Avena per cavalli quando usarla e come inserirla correttamente

da | Mag 5, 2026 | Cavalli & Benessere | 0 commenti

L’avena accompagna il cavallo da oltre duemila anni. Prima ancora che diventasse un alimento di moda per la colazione umana, era già la biada per eccellenza nelle scuderie di tutto il mondo. Ancora oggi, nel panorama dell’alimentazione equina moderna, mantiene un ruolo centrale nella razione dei cavalli da lavoro e da sport. Eppure intorno a questo cereale circolano ancora molte idee confuse: c’è chi la ritiene troppo “riscaldante”, chi la dà senza criterio, chi la evita per paura senza un reale motivo clinico.

In questo articolo trovi una guida completa e aggiornata sull’avena per cavalli: cosa contiene, quando inserirla nella dieta, quando invece limitarla o evitarla, quali forme scegliere e come introdurla senza rischiare di alterare l’equilibrio digestivo del tuo cavallo.

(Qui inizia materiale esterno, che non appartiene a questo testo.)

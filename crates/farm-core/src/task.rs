//! Scheduled farm work.

use chrono::{DateTime, Duration, Months, NaiveDate, Utc};
use serde::{Deserialize, Serialize};

use crate::document::{Document, document_plumbing};
use crate::enums::{Recurrence, TaskCategory, TaskPriority, TaskStatus};
use crate::validation::{self, ValidationError};

#[derive(Debug, Clone, PartialEq, Serialize, Deserialize)]
#[serde(rename_all = "camelCase")]
pub struct Task {
    #[serde(rename = "_id", default)]
    pub id: String,

    pub title: String,

    #[serde(default, skip_serializing_if = "String::is_empty")]
    pub description: String,

    #[serde(default)]
    pub category: TaskCategory,

    #[serde(default)]
    pub priority: TaskPriority,

    #[serde(default)]
    pub status: TaskStatus,

    #[serde(default, skip_serializing_if = "String::is_empty")]
    pub assigned_to: String,

    pub due_date: NaiveDate,

    /// Set exactly when `status` is completed.
    #[serde(default, skip_serializing_if = "Option::is_none")]
    pub completed_at: Option<DateTime<Utc>>,

    #[serde(default)]
    pub recurrence: Recurrence,

    #[serde(default = "Utc::now")]
    pub created_at: DateTime<Utc>,

    #[serde(default = "Utc::now")]
    pub updated_at: DateTime<Utc>,
}

impl Task {
    pub fn new(title: impl Into<String>, due_date: NaiveDate) -> Self {
        let now = Utc::now();
        Self {
            id: String::new(),
            title: title.into(),
            description: String::new(),
            category: TaskCategory::default(),
            priority: TaskPriority::default(),
            status: TaskStatus::default(),
            assigned_to: String::new(),
            due_date,
            completed_at: None,
            recurrence: Recurrence::default(),
            created_at: now,
            updated_at: now,
        }
    }

    /// Overdue tasks are unfinished and due strictly before `today`.
    pub fn is_overdue(&self, today: NaiveDate) -> bool {
        !self.status.is_finished() && self.due_date < today
    }

    /// Moves the task to `status`, keeping `completed_at` in step.
    pub fn set_status(&mut self, status: TaskStatus, now: DateTime<Utc>) {
        if status == TaskStatus::Completed {
            if self.completed_at.is_none() {
                self.completed_at = Some(now);
            }
        } else {
            self.completed_at = None;
        }
        self.status = status;
    }

    /// Builds the next occurrence of a recurring task, or `None` for
    /// one-off tasks.
    pub fn next_occurrence(&self) -> Option<Task> {
        let due_date = next_due_date(self.due_date, &self.recurrence)?;
        let mut next = Task::new(self.title.clone(), due_date);
        next.description = self.description.clone();
        next.category = self.category.clone();
        next.priority = self.priority.clone();
        next.assigned_to = self.assigned_to.clone();
        next.recurrence = self.recurrence.clone();
        Some(next)
    }
}

/// Advances `due` by one recurrence step.
///
/// Monthly recurrence clamps to the last day of shorter months
/// (Jan 31 -> Feb 29 in a leap year).
pub fn next_due_date(due: NaiveDate, recurrence: &Recurrence) -> Option<NaiveDate> {
    match recurrence {
        Recurrence::Daily => due.checked_add_signed(Duration::days(1)),
        Recurrence::Weekly => due.checked_add_signed(Duration::weeks(1)),
        Recurrence::Monthly => due.checked_add_months(Months::new(1)),
        Recurrence::None | Recurrence::Custom(_) => None,
    }
}

impl Document for Task {
    const COLLECTION: &'static str = "tasks";
    const ID_PREFIX: &'static str = "tsk";
    const DATE_FIELD: Option<&'static str> = Some("dueDate");

    document_plumbing!();

    fn validate(&self) -> Result<(), ValidationError> {
        validation::validate_task(self)
    }

    fn label(&self) -> String {
        format!("{} (due {}, {})", self.title, self.due_date, self.status)
    }
}

#[cfg(test)]
mod tests {
    use super::*;

    fn d(y: i32, m: u32, day: u32) -> NaiveDate {
        NaiveDate::from_ymd_opt(y, m, day).unwrap()
    }

    #[test]
    fn overdue_only_when_unfinished_and_past_due() {
        let today = d(2024, 6, 10);
        let mut t = Task::new("Clean house 2", d(2024, 6, 9));
        assert!(t.is_overdue(today));

        t.due_date = today;
        assert!(!t.is_overdue(today));

        t.due_date = d(2024, 6, 1);
        t.status = TaskStatus::Cancelled;
        assert!(!t.is_overdue(today));
    }

    #[test]
    fn status_change_maintains_completed_at() {
        let now = Utc::now();
        let mut t = Task::new("Vaccinate", d(2024, 6, 9));
        t.set_status(TaskStatus::Completed, now);
        assert_eq!(t.completed_at, Some(now));

        t.set_status(TaskStatus::InProgress, now);
        assert!(t.completed_at.is_none());
    }

    #[test]
    fn next_due_dates() {
        assert_eq!(next_due_date(d(2024, 1, 31), &Recurrence::Daily), Some(d(2024, 2, 1)));
        assert_eq!(next_due_date(d(2024, 1, 31), &Recurrence::Weekly), Some(d(2024, 2, 7)));
        assert_eq!(next_due_date(d(2024, 1, 31), &Recurrence::Monthly), Some(d(2024, 2, 29)));
        assert_eq!(next_due_date(d(2024, 1, 31), &Recurrence::None), None);
    }

    #[test]
    fn next_occurrence_copies_schedule_but_resets_state() {
        let mut t = Task::new("Collect eggs", d(2024, 6, 9));
        t.recurrence = Recurrence::Daily;
        t.assigned_to = "amina".into();
        t.id = "tsk-1".into();
        t.set_status(TaskStatus::Completed, Utc::now());

        let next = t.next_occurrence().unwrap();
        assert!(next.id.is_empty());
        assert_eq!(next.due_date, d(2024, 6, 10));
        assert_eq!(next.status, TaskStatus::Pending);
        assert!(next.completed_at.is_none());
        assert_eq!(next.assigned_to, "amina");
    }
}
//! `/api/users`

use axum::extract::State;
use axum::routing::{delete, get};
use axum::{Extension, Router};

use farm_core::enums::UserRole;
use farm_core::user::UserView;
use farm_storage::records::users::{delete_user, list_users, resolve_user};

use crate::auth::Actor;
use crate::envelope::{ApiPath, ApiResponse};
use crate::error::{ApiError, ApiResult};
use crate::state::AppState;

async fn list(
    State(state): State<AppState>,
    Extension(actor): Extension<Actor>,
) -> ApiResult<ApiResponse<Vec<UserView>>> {
    actor.require_role(&[UserRole::Admin, UserRole::Manager])?;
    let users = state.blocking(|s| Ok(list_users(s.store())?)).await?;
    Ok(ApiResponse::list(users.iter().map(|u| u.view()).collect()))
}

async fn remove(
    State(state): State<AppState>,
    Extension(actor): Extension<Actor>,
    ApiPath(id): ApiPath<String>,
) -> ApiResult<ApiResponse<UserView>> {
    actor.require_role(&[UserRole::Admin])?;
    let user = state
        .blocking(move |s| {
            let target = resolve_user(s.store(), &id)?;
            if actor.user().is_some_and(|me| me.id == target.id) {
                return Err(ApiError::bad_request("you cannot delete your own account"));
            }
            Ok(delete_user(s.store(), &target.id, actor.name())?)
        })
        .await?;
    Ok(ApiResponse::ok(user.view()))
}

pub fn routes() -> Router<AppState> {
    Router::new()
        .route("/api/users", get(list))
        .route("/api/users/{id}", delete(remove))
}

PERCHÉ L’AVENA È IL CEREALE DEI CAVALLI

Tra tutti i cereali disponibili per l’alimentazione equina, l’avena si distingue per una caratteristica fondamentale che la rende preferibile a mais e orzo: la digeribilità. L’amido contenuto nell’avena viene assimilato in modo efficiente già nell’intestino tenue, a differenza di quello del mais che, se in eccesso, finisce nel crasso generando fermentazioni pericolose per la flora intestinale. Questo dettaglio non è secondario: in un animale con uno stomaco relativamente piccolo come il cavallo, la qualità della digestione è direttamente collegata alla salute generale.

Dal punto di vista nutrizionale, l’avena apporta energia pronta all’uso, utile soprattutto nei cavalli sottoposti ad allenamenti regolari. Fornisce fosforo, essenziale per ossa solide, zoccoli robusti e articolazioni efficienti. Contiene vitamine del gruppo B, importanti per il metabolismo energetico, e fibre che supportano la motilità intestinale. I beta-glucani presenti nel chicco favoriscono la crescita di lattobacilli e bifidobatteri nell’intestino, con effetti positivi sull’immunità e sull’equilibrio della microflora. Le mucillagini, infine, facilitano il transito del bolo alimentare e riducono l’irritazione delle pareti gastriche.

Un aspetto che però non va trascurato riguarda il profilo minerale. L’avena è ricca di fosforo ma povera di calcio, il che può creare squilibri se non si presta attenzione alla composizione complessiva della razione. Il rapporto ottimale tra calcio e fosforo nella dieta equina dovrebbe mantenersi tra 1,5 e 2 parti di calcio per ogni parte di fosforo. Questo significa che una razione basata principalmente sull’avena richiede sempre un’integrazione calcica, tramite fieno di qualità o integratori specifici.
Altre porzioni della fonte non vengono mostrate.